▶ **Given data**:
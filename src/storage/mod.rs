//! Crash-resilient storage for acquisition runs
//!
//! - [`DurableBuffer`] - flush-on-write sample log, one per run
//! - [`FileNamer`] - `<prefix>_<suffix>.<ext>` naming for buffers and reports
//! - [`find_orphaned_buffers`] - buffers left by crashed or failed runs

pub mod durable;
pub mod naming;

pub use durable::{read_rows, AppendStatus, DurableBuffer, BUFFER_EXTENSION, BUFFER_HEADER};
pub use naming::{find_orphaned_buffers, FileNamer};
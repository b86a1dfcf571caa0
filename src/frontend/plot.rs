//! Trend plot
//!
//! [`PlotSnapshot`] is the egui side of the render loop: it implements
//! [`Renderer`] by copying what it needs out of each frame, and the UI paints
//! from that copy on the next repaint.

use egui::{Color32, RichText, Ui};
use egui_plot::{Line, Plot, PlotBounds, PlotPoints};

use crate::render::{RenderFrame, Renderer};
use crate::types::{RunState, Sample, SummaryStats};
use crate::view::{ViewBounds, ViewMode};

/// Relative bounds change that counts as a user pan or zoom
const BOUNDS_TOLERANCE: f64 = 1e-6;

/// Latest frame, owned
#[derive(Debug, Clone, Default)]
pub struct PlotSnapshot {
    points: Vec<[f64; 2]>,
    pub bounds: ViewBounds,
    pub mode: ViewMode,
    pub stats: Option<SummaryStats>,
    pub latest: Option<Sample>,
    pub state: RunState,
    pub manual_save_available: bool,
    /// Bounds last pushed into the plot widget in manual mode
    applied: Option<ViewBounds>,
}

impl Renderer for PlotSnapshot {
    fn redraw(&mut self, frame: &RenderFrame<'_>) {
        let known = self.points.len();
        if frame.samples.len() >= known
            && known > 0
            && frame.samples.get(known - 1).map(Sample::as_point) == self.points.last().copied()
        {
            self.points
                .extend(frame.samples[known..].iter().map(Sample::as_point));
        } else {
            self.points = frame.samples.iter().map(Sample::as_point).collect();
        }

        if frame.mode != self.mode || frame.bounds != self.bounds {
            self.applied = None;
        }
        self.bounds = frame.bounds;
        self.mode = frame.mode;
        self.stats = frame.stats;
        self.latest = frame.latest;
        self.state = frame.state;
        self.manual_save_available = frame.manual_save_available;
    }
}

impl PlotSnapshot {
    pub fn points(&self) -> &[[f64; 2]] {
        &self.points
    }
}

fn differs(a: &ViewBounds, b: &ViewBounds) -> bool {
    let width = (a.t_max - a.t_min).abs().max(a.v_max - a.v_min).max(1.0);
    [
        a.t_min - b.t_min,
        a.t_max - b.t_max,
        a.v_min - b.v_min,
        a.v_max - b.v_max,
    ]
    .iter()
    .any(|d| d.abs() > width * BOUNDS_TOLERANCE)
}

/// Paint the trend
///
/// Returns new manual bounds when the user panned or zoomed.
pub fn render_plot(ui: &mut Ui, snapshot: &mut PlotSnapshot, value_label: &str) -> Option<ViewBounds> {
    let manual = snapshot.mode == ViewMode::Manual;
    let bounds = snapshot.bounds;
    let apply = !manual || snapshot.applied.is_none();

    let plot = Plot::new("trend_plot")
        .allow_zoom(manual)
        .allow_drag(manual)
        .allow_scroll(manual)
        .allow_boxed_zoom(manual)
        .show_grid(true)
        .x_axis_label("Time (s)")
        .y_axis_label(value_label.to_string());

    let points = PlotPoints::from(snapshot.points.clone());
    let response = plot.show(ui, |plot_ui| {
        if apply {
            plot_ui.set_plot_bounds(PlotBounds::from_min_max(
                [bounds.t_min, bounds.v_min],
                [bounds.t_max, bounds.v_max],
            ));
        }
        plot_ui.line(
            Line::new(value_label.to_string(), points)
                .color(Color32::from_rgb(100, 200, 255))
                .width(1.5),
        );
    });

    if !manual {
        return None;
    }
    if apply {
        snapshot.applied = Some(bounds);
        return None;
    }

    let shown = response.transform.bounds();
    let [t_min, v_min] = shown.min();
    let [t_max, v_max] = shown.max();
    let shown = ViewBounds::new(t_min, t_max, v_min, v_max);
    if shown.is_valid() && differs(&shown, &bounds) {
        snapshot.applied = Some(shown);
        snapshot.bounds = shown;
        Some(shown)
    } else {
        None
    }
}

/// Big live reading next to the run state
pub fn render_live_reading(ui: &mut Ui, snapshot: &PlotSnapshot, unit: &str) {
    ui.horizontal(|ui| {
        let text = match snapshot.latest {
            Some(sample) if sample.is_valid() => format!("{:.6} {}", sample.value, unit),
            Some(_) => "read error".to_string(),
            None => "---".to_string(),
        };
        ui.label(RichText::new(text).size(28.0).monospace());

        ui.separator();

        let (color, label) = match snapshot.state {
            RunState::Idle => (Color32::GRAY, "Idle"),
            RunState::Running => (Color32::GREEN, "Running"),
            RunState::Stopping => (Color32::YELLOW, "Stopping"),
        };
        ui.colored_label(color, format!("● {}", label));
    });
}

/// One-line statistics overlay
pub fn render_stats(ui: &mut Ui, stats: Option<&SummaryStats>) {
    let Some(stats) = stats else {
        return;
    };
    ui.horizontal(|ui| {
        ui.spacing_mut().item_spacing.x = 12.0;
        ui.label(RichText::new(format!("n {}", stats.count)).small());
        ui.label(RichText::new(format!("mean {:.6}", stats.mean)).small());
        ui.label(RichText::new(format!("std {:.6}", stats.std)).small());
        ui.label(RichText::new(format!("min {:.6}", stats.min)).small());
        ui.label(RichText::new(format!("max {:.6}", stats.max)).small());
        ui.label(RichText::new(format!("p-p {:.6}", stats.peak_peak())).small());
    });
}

▶ **Exercise brief**: Go through the preceding material and copy each line that has the word "samples".

▶ **Answer area**:
        if frame.samples.len() >= known
            && frame.samples.get(known - 1).map(Sample::as_point) == self.points.last().copied()
                .extend(frame.samples[known..].iter().map(Sample::as_point));
            self.points = frame.samples.iter().map(Sample::as_point).collect();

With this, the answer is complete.